More to the point, stuck in the confines of those cars, in traffic with everybody else's cars in the way, on roads neither planned with any objective in mind nor priced in such a way as to make a profit, congested by inefficiently many mal-timed traffic signals.

Enter the Fun-Suckers.
We became sick and tired of our cars and even angry at them. Pointy-headed busybodies of the environmentalist, new urbanist, utopian communitarian ilk blamed the victim. They claimed the car had forced us to live in widely scattered settlements in the great wasteland of big-box stores and the Olive Garden. If we would all just get on our Schwinns or hop a trolley, they said, America could become an archipelago of cozy gulags on the Portland, Ore., model with everyone nestled together in the most sustainably carbon-neutral, diverse and ecologically unimpactful way.
There's a different political interpretation.

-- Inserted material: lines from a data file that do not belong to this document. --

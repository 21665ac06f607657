use std::net::SocketAddr;
use std::sync::Arc;

use tracing_subscriber::{layer::SubscriberExt, util::SubscriberInitExt};

use notyetdude_api::config::ServerConfig;
use notyetdude_api::router::build_app_router;
use notyetdude_api::state::AppState;

#[tokio::main]
async fn main() {
    dotenvy::dotenv().ok();

    // --- Tracing ---
    tracing_subscriber::registry()
        .with(
            tracing_subscriber::EnvFilter::try_from_default_env()
                .unwrap_or_else(|_| "notyetdude_api=debug,notyetdude_db=debug,tower_http=debug".into()),
        )
        .with(tracing_subscriber::fmt::layer())
        .init();

    // --- Configuration ---
    let config = ServerConfig::from_env();
    tracing::info!(
        host = %config.host,
        port = %config.port,
        public_base_url = %config.public_base_url,
        "Loaded server configuration"
    );

    // --- Database ---
    let database_url = std::env::var("DATABASE_URL").expect("DATABASE_URL must be set");

    let pool = notyetdude_db::create_pool(&database_url)
        .await
        .expect("Failed to connect to database");
    tracing::info!("Database connection pool created");

    notyetdude_db::health_check(&pool)
        .await
        .expect("Database health check failed");
    tracing::info!("Database health check passed");

    notyetdude_db::run_migrations(&pool)
        .await
        .expect("Failed to run database migrations");
    tracing::info!("Database migrations applied");

    // --- App state ---
    let state = AppState {
        pool: pool.clone(),
        config: Arc::new(config.clone()),
    };

    let app = build_app_router(state, &config);

    // --- Start server ---
    let addr = SocketAddr::new(
        config.host.parse().expect("Invalid HOST address"),
        config.port,
    );
    tracing::info!(%addr, "Starting server");

    let listener = tokio::net::TcpListener::bind(addr)
        .await
        .expect("Failed to bind to address");

    axum::serve(listener, app)
        .with_graceful_shutdown(shutdown_signal())
        .await
        .expect("Server error");

    tracing::info!("Server stopped accepting connections, closing database pool");
    pool.close().await;
    tracing::info!("Graceful shutdown complete");
}

/// Wait for SIGINT (Ctrl-C) or, on Unix, SIGTERM.
async fn shutdown_signal() {
    let ctrl_c = async {
        tokio::signal::ctrl_c()
            .await
            .expect("Failed to install Ctrl-C handler");
    };

    #[cfg(unix)]
    let terminate = async {
        tokio::signal::unix::signal(tokio::signal::unix::SignalKind::terminate())
            .expect("Failed to install SIGTERM handler")
            .recv()
            .await;
    };

    #[cfg(not(unix))]
    let terminate = std::future::pending::<()>();

    tokio::select! {
        () = ctrl_c => {
            tracing::info!("Received SIGINT (Ctrl-C), starting graceful shutdown");
        }
        () = terminate => {
            tracing::info!("Received SIGTERM, starting graceful shutdown");
        }
    }
}
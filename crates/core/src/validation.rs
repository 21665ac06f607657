//! Field validation for the "park an idea" form.
//!
//! Checks run in form order (title, email, description) and stop at the first
//! failure, so the visitor sees one message at a time.

use crate::error::CoreError;
use crate::identity::NormalizedEmail;

// ---------------------------------------------------------------------------
// Constants
// ---------------------------------------------------------------------------

/// Maximum idea title length in characters.
pub const MAX_TITLE_LENGTH: usize = 120;

/// Maximum idea description length in characters.
pub const MAX_DESCRIPTION_LENGTH: usize = 500;

pub const TITLE_REQUIRED_MESSAGE: &str = "Give your idea a name at least, dude.";

// ---------------------------------------------------------------------------
// Form
// ---------------------------------------------------------------------------

/// A validated idea submission, ready to be stored.
#[derive(Debug, Clone, PartialEq, Eq)]
pub struct IdeaDraft {
    pub title: String,
    pub description: Option<String>,
    pub email: NormalizedEmail,
}

/// Validate and normalize the raw form fields.
pub fn validate_idea_form(
    title: &str,
    description: Option<&str>,
    email: &str,
) -> Result<IdeaDraft, CoreError> {
    let title = validate_title(title)?;
    let email = NormalizedEmail::parse(email)?;
    let description = match description {
        Some(raw) => validate_description(raw)?,
        None => None,
    };

    Ok(IdeaDraft {
        title,
        description,
        email,
    })
}

/// Trim a title and check it is non-empty and within the length limit.
pub fn validate_title(raw: &str) -> Result<String, CoreError> {
    let title = raw.trim();
    if title.is_empty() {
        return Err(CoreError::Validation(TITLE_REQUIRED_MESSAGE.to_string()));
    }
    let len = title.chars().count();
    if len > MAX_TITLE_LENGTH {
        return Err(CoreError::Validation(format!(
            "Title exceeds maximum length of {MAX_TITLE_LENGTH} characters (got {len})"
        )));
    }
    Ok(title.to_string())
}

/// Trim a description; blank descriptions become `None`.
pub fn validate_description(raw: &str) -> Result<Option<String>, CoreError> {
    let description = raw.trim();
    if description.is_empty() {
        return Ok(None);
    }
    let len = description.chars().count();
    if len > MAX_DESCRIPTION_LENGTH {
        return Err(CoreError::Validation(format!(
            "Description exceeds maximum length of {MAX_DESCRIPTION_LENGTH} characters (got {len})"
        )));
    }
    Ok(Some(description.to_string()))
}

// ---------------------------------------------------------------------------
// Tests
// ---------------------------------------------------------------------------
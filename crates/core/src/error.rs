use crate::types::DbId;

#[derive(Debug, thiserror::Error)]
pub enum CoreError {
    #[error("Entity not found: {entity} with id {id}")]
    NotFound { entity: &'static str, id: DbId },

    #[error("Validation failed: {0}")]
    Validation(String),

    #[error("Conflict: {0}")]
    Conflict(String),

    #[error("Internal error: {0}")]
    Internal(String),
}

But cars didn’t shape our existence; cars let us escape with our lives. We’re way the heck out here in Valley Bottom Heights and Trout Antler Estates because we were at war with the cities. We fought rotten public schools, idiot municipal bureaucracies, corrupt political machines, rampant criminality and the pointy-headed busybodies. Cars gave us our dragoons and hussars, lent us speed and mobility, let us scout the terrain and probe the enemy’s lines. And thanks to our cars, when we lost the cities we weren’t forced to surrender, we were able to retreat.

But our poor cars paid the price. They were flashing swords beaten into dull plowshares. Cars became appliances. Or worse. Nobody’s ticked off at the dryer or the dishwasher, much less the fridge. We recognize these as labor-saving devices. The car, on the other hand, seems to create labor. We hold the car responsible for all the dreary errands to which it needs to be steered.

But before that came the cross-country road race, preferably in a developing country, where the road is not well-defined. Thus Book Review No. 28, Driving Like Crazy: Thirty Years of Vehicular Hell-Bending. The sub-subtitle, which begins, "Celebrating America ..." misleads, as well over half the action, adapted from old magazine, takes place in the aforementioned developing countries. Some interesting people turn up in the stories, and the Fun-Suckers come in for well-deserved stick.